#![forbid(unsafe_code)]

//! Cells: content, outputs, results and execution status.

use std::collections::BTreeMap;

use serde::{Deserialize, Serialize};

use crate::edit::ContentEdit;
use crate::presence::CellPresence;
use crate::result::{CellResult, CompileErrors, PosRange, RuntimeError};

/// Identifies a cell within one notebook.
pub type CellId = i32;

#[derive(Debug, Clone, Copy, Default, PartialEq, Eq, Serialize, Deserialize)]
#[serde(rename_all = "camelCase")]
pub struct CellMetadata {
    pub disable_run: bool,
    pub hide_source: bool,
    pub hide_output: bool,
}

#[derive(Debug, Clone, PartialEq, Eq, Serialize, Deserialize)]
#[serde(rename_all = "camelCase")]
pub struct CellComment {
    pub uuid: String,
    pub range: PosRange,
    pub author: String,
    #[serde(default, skip_serializing_if = "Option::is_none")]
    pub avatar_url: Option<String>,
    /// Milliseconds since the Unix epoch.
    pub created_at: i64,
    pub content: String,
}

/// One block of cell output.
#[derive(Debug, Clone, PartialEq, Eq, Serialize, Deserialize)]
#[serde(rename_all = "camelCase")]
pub struct Output {
    pub content_type: String,
    pub content: Vec<String>,
}

impl Output {
    #[must_use]
    pub fn new(content_type: impl Into<String>, content: impl Into<String>) -> Self {
        Self {
            content_type: content_type.into(),
            content: vec![content.into()],
        }
    }
}

/// A batch of outputs for one cell.
///
/// With `clear` set, the batch replaces everything the cell showed before;
/// otherwise it is appended.
#[derive(Debug, Clone, Default, PartialEq, Eq, Serialize, Deserialize)]
pub struct Outputs {
    pub items: Vec<Output>,
    #[serde(default)]
    pub clear: bool,
}

impl Outputs {
    #[must_use]
    pub fn append(items: Vec<Output>) -> Self {
        Self {
            items,
            clear: false,
        }
    }

    #[must_use]
    pub fn replace(items: Vec<Output>) -> Self {
        Self { items, clear: true }
    }
}

/// A highlighted span, e.g. the expression currently being evaluated.
#[derive(Debug, Clone, PartialEq, Eq, Serialize, Deserialize)]
#[serde(rename_all = "camelCase")]
pub struct Highlight {
    pub range: PosRange,
    pub class_name: String,
}

/// Execution flags a caller can wait on.
#[derive(Debug, Clone, Copy, PartialEq, Eq, Hash)]
pub enum CellFlag {
    Queued,
    Running,
    Error,
}

impl CellFlag {
    #[must_use]
    pub fn is_set(self, cell: &CellState) -> bool {
        match self {
            Self::Queued => cell.queued,
            Self::Running => cell.running,
            Self::Error => cell.error,
        }
    }
}

/// Everything known about one cell.
///
/// `running` and `queued` are never both set; the `mark_*` transitions keep
/// it that way.
#[derive(Debug, Clone, Default, PartialEq, Serialize, Deserialize)]
#[serde(rename_all = "camelCase")]
pub struct CellState {
    pub id: CellId,
    pub language: String,
    pub content: String,
    pub metadata: CellMetadata,
    /// Comment uuid → comment.
    pub comments: BTreeMap<String, CellComment>,
    pub output: Vec<Output>,
    pub results: Vec<CellResult>,
    pub compile_errors: Vec<CompileErrors>,
    pub runtime_error: Option<RuntimeError>,

    // Ephemeral.
    pub pending_edits: Vec<ContentEdit>,
    pub presence: Vec<CellPresence>,
    pub editing: bool,
    pub selected: bool,
    pub error: bool,
    pub running: bool,
    pub queued: bool,
    pub current_selection: Option<PosRange>,
    pub current_highlight: Option<Highlight>,
}

impl CellState {
    #[must_use]
    pub fn new(id: CellId, language: impl Into<String>, content: impl Into<String>) -> Self {
        Self {
            id,
            language: language.into(),
            content: content.into(),
            ..Self::default()
        }
    }

    #[must_use]
    pub fn with_metadata(mut self, metadata: CellMetadata) -> Self {
        self.metadata = metadata;
        self
    }

    /// Waiting to run. Clears any previous error.
    #[must_use]
    pub fn mark_queued(mut self) -> Self {
        self.queued = true;
        self.running = false;
        self.error = false;
        self
    }

    /// Started running. Clears any previous error and the queued flag.
    #[must_use]
    pub fn mark_running(mut self) -> Self {
        self.running = true;
        self.queued = false;
        self.error = false;
        self.runtime_error = None;
        self.current_highlight = None;
        self
    }

    /// Finished without error.
    #[must_use]
    pub fn mark_complete(mut self) -> Self {
        self.running = false;
        self.queued = false;
        self.current_highlight = None;
        self
    }

    /// Finished with an error, optionally recording the exception.
    #[must_use]
    pub fn mark_error(mut self, runtime_error: Option<RuntimeError>) -> Self {
        self.error = true;
        self.running = false;
        self.queued = false;
        self.current_highlight = None;
        if runtime_error.is_some() {
            self.runtime_error = runtime_error;
        }
        self
    }

    /// Apply an output batch: replace on `clear`, append otherwise.
    #[must_use]
    pub fn apply_outputs(mut self, outputs: Outputs) -> Self {
        if outputs.clear {
            self.output = outputs.items;
        } else {
            self.output.extend(outputs.items);
        }
        self
    }

    /// Drop outputs, results and errors ahead of a fresh run.
    #[must_use]
    pub fn clear_results(mut self) -> Self {
        self.output.clear();
        self.results.clear();
        self.compile_errors.clear();
        self.runtime_error = None;
        self
    }
}
#![forbid(unsafe_code)]

//! nbstate public facade crate.
//!
//! This crate provides the stable surface area for users: the workspace
//! crates under short names plus the types most programs touch.

pub mod prelude {
    pub use nbstate_core as core;
    pub use nbstate_model as model;
    #[cfg(feature = "notebook")]
    pub use nbstate_notebook as notebook;
    pub use nbstate_runtime as runtime;

    pub use nbstate_core::{Deferred, DeferredError, Resolver, deferred, deferred_with_error};
    pub use nbstate_model::{CellFlag, CellId, CellState, NotebookState, Output, Outputs};
    #[cfg(feature = "notebook")]
    pub use nbstate_notebook::{
        AvailableValues, NotebookError, NotebookHandlerConfig, NotebookStateHandler,
    };
    pub use nbstate_runtime::{
        HandlerConfig, Notify, Observable, StateError, StateHandler, StateView, Subscription,
    };
}
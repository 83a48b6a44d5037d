#![forbid(unsafe_code)]

//! Notebook handler configuration.

use std::env;

use nbstate_runtime::HandlerConfig;

/// Environment variable enabling [`NotebookHandlerConfig::trace_changes`].
pub const ENV_TRACE_CHANGES: &str = "NBSTATE_TRACE_CHANGES";

#[derive(Debug, Clone, Default, PartialEq, Eq)]
pub struct NotebookHandlerConfig {
    /// Settings for the underlying state handler. When no label is set the
    /// notebook's file name is used.
    pub handler: HandlerConfig,
    /// Log the top-level fields that changed on every update, at `debug`.
    pub trace_changes: bool,
}

impl NotebookHandlerConfig {
    /// Defaults with environment overrides applied.
    #[must_use]
    pub fn from_env() -> Self {
        Self::from_lookup(|key| env::var(key).ok())
    }

    #[must_use]
    pub fn from_lookup(lookup: impl Fn(&str) -> Option<String>) -> Self {
        let trace_changes = lookup(ENV_TRACE_CHANGES)
            .is_some_and(|val| matches!(val.trim(), "1" | "true" | "TRUE" | "True"));
        Self {
            handler: HandlerConfig::from_lookup(lookup),
            trace_changes,
        }
    }

    #[must_use]
    pub fn with_handler(mut self, handler: HandlerConfig) -> Self {
        self.handler = handler;
        self
    }

    #[must_use]
    pub fn with_change_tracing(mut self, enabled: bool) -> Self {
        self.trace_changes = enabled;
        self
    }
}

§ §

Your assignment ▸
Repeat exactly, please, each line from the beginning of the data through the line with "pub type CellId = i32;" in it, and only those lines.

Completed exercise ▸
#![forbid(unsafe_code)]

//! Cells: content, outputs, results and execution status.

use std::collections::BTreeMap;

use serde::{Deserialize, Serialize};

use crate::edit::ContentEdit;
use crate::presence::CellPresence;
use crate::result::{CellResult, CompileErrors, PosRange, RuntimeError};

/// Identifies a cell within one notebook.
pub type CellId = i32;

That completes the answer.